» **Recorded data**:
*** Block opens ***

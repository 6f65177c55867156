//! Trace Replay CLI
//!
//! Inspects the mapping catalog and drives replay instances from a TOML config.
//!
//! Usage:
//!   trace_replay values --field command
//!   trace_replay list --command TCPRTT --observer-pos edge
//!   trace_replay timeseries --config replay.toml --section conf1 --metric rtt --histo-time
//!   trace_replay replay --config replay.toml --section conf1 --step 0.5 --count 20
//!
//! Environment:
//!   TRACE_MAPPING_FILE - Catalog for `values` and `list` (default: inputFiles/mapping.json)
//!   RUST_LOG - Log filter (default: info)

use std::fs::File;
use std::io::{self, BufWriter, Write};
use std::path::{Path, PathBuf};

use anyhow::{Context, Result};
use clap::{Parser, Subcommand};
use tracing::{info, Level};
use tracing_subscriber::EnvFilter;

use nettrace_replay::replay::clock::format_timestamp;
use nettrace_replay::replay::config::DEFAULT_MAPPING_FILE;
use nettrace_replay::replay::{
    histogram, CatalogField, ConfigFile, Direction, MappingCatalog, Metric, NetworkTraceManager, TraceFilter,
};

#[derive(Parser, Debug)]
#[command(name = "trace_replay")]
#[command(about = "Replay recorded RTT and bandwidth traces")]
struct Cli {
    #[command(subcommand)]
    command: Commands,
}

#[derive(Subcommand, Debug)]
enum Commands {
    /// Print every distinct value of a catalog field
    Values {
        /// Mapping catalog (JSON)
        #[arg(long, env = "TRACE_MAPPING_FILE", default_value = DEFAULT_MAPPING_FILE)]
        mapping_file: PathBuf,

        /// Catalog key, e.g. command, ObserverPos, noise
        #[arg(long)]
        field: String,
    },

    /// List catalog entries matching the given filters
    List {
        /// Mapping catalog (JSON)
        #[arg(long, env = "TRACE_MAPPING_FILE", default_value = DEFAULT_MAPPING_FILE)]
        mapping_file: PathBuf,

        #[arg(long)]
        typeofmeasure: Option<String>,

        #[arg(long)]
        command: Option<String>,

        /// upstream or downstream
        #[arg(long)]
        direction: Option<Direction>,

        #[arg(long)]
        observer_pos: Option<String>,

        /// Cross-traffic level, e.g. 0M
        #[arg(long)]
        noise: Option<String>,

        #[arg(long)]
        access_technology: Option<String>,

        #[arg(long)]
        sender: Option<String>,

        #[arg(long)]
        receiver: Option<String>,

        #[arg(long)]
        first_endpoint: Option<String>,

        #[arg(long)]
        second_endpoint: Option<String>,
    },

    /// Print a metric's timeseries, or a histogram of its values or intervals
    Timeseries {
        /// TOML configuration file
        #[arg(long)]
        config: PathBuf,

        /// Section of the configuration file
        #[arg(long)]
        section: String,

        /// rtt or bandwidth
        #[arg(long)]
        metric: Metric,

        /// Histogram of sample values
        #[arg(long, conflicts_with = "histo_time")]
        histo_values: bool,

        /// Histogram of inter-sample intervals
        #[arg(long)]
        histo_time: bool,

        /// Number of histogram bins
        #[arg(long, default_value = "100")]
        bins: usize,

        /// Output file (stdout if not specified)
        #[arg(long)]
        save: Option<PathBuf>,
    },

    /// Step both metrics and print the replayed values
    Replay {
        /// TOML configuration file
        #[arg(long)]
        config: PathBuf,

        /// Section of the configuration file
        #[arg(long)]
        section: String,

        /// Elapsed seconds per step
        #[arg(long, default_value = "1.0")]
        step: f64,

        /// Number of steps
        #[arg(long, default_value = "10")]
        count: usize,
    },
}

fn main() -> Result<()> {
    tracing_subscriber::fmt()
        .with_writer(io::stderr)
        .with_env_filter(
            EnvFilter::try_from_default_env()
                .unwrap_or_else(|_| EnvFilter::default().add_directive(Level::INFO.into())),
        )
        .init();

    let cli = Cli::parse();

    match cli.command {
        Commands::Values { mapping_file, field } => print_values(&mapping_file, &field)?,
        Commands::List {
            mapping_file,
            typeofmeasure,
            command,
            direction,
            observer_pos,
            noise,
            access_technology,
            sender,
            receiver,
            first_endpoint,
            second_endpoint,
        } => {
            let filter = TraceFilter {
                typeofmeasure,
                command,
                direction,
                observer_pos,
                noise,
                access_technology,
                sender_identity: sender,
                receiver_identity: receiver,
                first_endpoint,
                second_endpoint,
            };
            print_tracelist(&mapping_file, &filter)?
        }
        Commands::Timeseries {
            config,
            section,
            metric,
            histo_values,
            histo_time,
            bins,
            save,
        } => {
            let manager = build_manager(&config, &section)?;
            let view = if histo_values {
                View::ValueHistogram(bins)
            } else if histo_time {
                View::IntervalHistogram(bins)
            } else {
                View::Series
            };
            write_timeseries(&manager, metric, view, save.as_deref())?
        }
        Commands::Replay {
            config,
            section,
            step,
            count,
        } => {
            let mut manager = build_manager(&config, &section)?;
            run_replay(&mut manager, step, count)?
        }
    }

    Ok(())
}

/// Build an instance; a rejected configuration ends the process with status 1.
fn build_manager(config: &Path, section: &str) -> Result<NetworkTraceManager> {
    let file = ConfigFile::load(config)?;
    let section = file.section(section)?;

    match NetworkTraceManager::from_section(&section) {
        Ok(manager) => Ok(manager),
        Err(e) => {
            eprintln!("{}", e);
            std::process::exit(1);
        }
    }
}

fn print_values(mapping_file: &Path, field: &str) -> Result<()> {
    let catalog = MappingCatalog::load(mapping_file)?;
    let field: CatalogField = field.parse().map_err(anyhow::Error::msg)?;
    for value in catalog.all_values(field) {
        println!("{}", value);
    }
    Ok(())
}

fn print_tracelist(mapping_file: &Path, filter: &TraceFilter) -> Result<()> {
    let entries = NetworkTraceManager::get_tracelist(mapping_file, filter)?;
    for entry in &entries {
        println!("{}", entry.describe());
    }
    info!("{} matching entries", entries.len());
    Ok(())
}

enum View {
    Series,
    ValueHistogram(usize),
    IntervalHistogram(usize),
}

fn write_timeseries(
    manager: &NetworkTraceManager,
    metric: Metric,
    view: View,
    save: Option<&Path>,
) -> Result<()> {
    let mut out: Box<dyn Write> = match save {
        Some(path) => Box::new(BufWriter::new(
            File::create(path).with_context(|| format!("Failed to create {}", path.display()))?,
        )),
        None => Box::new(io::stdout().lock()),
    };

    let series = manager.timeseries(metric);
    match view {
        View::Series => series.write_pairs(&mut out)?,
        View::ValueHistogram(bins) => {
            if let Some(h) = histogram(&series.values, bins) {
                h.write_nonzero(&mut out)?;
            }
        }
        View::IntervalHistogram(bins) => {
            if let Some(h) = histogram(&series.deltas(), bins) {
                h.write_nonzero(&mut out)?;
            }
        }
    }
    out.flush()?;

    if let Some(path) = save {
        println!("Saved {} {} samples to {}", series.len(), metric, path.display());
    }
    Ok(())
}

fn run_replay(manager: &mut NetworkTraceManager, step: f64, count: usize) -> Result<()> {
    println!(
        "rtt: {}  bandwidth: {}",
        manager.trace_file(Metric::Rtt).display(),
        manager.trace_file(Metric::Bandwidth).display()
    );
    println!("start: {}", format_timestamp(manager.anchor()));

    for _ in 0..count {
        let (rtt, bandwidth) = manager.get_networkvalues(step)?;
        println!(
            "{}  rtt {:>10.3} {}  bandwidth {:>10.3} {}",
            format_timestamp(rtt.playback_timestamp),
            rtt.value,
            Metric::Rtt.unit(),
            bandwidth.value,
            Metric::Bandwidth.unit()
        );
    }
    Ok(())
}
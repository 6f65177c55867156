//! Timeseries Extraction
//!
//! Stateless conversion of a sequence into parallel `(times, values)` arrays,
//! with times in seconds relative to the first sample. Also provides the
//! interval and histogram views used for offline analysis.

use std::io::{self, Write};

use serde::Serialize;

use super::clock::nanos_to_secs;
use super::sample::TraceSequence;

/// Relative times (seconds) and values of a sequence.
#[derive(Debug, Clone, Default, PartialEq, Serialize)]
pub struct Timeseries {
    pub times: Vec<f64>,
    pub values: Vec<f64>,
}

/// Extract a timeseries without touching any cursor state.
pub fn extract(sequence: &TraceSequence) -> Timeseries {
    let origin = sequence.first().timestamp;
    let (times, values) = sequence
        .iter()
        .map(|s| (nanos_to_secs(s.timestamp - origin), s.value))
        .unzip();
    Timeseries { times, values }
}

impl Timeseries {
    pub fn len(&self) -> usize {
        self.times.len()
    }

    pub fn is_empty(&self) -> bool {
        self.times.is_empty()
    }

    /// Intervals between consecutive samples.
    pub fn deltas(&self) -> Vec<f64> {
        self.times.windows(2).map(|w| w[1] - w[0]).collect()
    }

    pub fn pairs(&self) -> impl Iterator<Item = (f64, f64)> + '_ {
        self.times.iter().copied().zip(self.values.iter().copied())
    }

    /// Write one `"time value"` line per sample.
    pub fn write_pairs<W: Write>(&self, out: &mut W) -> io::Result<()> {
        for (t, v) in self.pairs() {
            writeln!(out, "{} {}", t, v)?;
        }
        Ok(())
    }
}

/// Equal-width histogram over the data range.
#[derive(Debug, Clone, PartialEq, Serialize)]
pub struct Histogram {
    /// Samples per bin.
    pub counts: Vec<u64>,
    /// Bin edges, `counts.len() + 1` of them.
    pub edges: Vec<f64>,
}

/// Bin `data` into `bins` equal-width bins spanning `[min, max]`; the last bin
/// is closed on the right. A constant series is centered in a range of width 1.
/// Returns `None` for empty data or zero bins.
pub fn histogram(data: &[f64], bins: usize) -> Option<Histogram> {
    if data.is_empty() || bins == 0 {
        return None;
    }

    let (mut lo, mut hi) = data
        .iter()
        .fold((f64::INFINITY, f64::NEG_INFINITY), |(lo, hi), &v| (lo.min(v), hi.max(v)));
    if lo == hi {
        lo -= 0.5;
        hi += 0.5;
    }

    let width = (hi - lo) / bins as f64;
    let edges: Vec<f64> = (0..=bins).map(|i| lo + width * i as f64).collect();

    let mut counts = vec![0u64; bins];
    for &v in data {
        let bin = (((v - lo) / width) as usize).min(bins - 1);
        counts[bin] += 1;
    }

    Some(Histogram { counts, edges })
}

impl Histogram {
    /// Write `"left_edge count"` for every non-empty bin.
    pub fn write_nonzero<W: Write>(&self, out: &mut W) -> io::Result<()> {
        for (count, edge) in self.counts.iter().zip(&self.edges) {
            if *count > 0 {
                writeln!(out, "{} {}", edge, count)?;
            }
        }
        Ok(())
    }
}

*** Block closes ***
*** Block opens ***

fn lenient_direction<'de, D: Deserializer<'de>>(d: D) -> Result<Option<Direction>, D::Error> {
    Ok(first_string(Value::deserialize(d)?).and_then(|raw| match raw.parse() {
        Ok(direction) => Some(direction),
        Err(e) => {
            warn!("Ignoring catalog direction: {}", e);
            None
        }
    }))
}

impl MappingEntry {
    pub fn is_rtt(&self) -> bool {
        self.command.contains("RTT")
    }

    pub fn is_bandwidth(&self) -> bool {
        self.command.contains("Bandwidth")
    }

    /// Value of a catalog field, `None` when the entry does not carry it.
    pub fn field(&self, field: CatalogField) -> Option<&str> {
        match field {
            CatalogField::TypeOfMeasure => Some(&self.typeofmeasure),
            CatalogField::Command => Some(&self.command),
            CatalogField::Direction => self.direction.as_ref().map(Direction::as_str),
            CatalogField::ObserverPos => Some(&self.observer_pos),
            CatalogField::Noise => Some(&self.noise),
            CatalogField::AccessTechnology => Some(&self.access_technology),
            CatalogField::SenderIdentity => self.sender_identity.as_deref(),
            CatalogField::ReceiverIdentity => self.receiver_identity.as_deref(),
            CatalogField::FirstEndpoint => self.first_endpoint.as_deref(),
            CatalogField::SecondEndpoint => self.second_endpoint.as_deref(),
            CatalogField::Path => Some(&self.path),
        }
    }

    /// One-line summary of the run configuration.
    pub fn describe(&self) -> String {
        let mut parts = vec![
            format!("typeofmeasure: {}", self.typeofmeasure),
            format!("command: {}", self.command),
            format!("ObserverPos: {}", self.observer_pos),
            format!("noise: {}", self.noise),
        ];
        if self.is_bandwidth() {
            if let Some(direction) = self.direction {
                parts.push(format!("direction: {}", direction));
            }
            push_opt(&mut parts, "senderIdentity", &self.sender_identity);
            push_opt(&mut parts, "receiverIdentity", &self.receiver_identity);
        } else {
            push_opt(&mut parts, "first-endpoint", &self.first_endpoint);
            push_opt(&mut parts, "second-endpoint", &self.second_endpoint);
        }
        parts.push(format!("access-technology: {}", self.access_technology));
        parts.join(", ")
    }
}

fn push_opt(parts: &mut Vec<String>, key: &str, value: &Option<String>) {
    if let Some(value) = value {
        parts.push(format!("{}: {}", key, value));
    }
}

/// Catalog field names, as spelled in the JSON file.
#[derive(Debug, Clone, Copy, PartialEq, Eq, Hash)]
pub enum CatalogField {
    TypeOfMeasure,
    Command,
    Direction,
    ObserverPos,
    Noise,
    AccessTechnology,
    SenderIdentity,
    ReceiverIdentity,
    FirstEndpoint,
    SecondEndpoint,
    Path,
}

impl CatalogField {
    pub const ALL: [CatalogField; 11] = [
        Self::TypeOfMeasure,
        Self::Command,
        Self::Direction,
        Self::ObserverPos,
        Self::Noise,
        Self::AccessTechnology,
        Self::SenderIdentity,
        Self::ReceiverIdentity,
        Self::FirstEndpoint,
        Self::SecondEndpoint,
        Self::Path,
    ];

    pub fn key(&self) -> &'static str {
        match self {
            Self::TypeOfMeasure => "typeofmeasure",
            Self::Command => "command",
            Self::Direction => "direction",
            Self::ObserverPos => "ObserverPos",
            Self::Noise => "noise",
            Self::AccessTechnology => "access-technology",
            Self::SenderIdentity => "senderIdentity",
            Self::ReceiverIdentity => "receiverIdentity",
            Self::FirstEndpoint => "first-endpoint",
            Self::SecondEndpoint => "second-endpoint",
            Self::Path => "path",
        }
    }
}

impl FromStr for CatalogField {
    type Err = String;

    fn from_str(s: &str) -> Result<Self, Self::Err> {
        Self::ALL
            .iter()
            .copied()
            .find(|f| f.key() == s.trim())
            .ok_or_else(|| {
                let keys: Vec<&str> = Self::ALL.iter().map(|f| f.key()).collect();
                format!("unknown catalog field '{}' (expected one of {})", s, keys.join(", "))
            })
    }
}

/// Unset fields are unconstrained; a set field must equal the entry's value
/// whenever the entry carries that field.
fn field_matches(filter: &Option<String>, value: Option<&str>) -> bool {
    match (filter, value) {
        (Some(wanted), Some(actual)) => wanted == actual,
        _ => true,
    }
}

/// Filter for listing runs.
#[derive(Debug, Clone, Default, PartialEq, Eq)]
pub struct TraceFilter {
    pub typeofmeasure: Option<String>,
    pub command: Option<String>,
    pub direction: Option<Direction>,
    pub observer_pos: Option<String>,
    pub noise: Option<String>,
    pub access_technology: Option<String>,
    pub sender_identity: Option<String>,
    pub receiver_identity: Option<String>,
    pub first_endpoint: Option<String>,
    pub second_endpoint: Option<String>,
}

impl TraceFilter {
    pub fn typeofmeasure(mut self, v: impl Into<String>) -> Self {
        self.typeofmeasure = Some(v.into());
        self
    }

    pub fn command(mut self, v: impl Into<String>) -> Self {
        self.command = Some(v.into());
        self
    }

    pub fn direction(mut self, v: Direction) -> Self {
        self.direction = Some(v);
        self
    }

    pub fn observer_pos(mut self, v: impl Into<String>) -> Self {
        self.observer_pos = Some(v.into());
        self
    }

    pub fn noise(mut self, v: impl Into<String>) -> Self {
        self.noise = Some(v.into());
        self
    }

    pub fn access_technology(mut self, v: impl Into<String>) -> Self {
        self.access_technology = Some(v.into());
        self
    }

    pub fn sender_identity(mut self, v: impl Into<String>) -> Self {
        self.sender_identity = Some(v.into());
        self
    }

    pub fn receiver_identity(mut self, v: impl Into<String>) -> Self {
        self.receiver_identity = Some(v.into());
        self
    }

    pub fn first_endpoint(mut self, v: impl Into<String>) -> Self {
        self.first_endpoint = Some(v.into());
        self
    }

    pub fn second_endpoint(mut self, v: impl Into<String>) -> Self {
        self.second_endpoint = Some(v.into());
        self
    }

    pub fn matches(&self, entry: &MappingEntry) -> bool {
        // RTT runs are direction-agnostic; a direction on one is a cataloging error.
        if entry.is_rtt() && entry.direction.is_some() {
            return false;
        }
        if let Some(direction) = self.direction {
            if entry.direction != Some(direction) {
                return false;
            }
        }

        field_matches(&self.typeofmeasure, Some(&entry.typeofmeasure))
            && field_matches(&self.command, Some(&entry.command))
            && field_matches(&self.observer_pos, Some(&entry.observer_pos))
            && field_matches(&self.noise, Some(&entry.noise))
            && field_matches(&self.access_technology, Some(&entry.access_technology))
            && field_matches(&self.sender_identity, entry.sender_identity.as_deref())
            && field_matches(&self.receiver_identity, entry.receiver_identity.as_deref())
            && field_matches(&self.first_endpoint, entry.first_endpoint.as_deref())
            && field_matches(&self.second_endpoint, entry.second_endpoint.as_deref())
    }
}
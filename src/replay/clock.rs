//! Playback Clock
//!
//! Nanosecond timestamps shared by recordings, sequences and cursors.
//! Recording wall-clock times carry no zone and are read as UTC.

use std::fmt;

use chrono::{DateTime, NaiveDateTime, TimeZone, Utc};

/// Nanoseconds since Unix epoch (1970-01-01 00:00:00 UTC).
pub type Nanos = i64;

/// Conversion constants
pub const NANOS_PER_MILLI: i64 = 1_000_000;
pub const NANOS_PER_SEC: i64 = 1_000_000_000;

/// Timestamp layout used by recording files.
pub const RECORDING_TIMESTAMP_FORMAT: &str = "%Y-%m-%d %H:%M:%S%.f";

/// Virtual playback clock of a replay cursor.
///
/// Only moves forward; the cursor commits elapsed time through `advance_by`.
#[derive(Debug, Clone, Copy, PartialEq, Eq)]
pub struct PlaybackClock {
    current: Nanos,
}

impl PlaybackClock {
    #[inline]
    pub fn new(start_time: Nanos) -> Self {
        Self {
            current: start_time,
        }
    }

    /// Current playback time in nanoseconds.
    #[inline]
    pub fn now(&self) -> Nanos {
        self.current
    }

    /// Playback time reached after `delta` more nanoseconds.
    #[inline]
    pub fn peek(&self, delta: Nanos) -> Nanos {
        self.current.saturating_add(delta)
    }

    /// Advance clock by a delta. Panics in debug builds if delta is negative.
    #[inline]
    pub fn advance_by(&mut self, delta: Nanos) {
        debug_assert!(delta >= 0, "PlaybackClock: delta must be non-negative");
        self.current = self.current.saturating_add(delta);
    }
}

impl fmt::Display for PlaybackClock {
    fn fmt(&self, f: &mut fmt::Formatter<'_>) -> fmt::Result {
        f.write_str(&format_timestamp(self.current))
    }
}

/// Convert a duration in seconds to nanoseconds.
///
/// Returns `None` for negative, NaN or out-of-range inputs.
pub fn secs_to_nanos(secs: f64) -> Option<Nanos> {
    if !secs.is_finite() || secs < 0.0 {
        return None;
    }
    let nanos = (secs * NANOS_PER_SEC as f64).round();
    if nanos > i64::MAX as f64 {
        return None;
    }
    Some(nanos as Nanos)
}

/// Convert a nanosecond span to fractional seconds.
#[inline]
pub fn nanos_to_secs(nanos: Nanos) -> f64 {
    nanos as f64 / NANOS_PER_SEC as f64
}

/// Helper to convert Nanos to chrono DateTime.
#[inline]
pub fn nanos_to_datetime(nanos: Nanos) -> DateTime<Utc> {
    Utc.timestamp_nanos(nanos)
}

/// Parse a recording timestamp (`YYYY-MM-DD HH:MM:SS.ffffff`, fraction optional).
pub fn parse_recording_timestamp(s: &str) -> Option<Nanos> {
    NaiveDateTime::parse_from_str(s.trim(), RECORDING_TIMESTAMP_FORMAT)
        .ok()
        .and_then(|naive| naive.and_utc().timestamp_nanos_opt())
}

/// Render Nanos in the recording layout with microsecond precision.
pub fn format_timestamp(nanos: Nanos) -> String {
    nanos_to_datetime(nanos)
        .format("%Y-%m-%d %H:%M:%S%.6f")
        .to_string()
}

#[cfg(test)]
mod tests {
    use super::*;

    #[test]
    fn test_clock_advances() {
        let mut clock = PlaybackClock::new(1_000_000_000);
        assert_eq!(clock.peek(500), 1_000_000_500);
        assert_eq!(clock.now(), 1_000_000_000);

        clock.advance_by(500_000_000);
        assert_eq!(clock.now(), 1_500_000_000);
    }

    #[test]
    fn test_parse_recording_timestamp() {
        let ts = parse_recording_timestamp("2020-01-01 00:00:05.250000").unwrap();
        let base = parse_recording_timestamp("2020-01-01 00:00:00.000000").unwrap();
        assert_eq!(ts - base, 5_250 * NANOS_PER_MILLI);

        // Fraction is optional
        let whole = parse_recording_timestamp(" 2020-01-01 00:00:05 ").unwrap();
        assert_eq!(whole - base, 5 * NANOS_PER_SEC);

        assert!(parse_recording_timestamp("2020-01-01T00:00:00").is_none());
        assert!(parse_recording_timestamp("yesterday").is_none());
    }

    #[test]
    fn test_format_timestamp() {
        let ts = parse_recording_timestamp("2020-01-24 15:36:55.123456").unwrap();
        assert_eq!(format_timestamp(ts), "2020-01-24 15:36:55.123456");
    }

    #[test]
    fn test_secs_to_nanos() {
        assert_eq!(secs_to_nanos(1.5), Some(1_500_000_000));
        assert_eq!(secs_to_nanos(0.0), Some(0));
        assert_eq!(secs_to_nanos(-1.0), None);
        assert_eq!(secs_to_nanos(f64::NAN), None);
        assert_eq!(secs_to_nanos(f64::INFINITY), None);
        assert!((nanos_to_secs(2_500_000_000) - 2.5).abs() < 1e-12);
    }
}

*** Block closes ***
*** Block opens ***

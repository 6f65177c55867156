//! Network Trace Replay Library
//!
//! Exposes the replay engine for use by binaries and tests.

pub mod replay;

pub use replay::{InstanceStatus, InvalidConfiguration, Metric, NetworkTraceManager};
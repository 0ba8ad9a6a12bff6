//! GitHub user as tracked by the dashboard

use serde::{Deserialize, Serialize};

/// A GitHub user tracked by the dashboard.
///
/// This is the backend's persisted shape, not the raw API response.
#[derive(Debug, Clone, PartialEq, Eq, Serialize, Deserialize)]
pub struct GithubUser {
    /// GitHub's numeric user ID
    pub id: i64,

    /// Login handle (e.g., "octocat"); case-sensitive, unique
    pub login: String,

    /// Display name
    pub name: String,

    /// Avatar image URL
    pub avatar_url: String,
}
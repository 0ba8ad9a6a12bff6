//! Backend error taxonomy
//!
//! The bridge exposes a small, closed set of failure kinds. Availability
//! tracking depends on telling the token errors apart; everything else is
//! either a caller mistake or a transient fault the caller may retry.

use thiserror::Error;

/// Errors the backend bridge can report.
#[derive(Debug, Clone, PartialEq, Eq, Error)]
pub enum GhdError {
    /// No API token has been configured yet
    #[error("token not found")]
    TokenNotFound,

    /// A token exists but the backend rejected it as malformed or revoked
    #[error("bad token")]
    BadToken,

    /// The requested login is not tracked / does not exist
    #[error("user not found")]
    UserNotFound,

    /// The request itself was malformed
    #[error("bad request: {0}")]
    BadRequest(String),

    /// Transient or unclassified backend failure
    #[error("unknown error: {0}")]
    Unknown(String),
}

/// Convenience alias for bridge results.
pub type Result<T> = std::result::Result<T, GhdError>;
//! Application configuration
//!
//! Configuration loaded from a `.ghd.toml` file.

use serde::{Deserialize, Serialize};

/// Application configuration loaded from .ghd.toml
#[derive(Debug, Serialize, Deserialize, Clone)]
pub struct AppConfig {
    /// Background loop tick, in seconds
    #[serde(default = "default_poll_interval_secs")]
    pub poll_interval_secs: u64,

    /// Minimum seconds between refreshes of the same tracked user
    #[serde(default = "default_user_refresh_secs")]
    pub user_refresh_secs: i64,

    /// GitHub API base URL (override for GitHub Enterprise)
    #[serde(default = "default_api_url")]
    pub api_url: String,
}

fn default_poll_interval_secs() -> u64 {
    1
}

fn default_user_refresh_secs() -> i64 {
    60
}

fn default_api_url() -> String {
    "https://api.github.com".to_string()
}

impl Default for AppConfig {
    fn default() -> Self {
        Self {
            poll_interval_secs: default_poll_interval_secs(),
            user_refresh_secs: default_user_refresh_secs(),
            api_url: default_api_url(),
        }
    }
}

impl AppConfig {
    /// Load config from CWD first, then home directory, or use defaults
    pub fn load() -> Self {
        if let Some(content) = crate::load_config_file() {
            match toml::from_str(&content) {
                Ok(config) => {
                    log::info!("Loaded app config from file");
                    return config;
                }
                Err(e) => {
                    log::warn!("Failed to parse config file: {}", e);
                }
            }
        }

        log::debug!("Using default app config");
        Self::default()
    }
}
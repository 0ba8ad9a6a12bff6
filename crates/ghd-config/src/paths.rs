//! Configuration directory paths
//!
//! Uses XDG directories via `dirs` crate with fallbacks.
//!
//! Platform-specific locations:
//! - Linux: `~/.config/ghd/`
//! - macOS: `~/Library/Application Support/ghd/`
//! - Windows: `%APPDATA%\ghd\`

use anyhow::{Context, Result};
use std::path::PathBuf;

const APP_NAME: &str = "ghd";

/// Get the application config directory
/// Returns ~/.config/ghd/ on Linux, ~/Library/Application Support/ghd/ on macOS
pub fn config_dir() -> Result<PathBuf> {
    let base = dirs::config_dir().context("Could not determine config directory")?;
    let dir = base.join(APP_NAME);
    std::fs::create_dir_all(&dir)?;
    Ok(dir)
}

*** Block closes ***

» **TASK TO CARRY OUT**:
For every line of the records with the string "Number", add one to a tally; give the final tally alone.

» **COMPLETED EXERCISE**:
2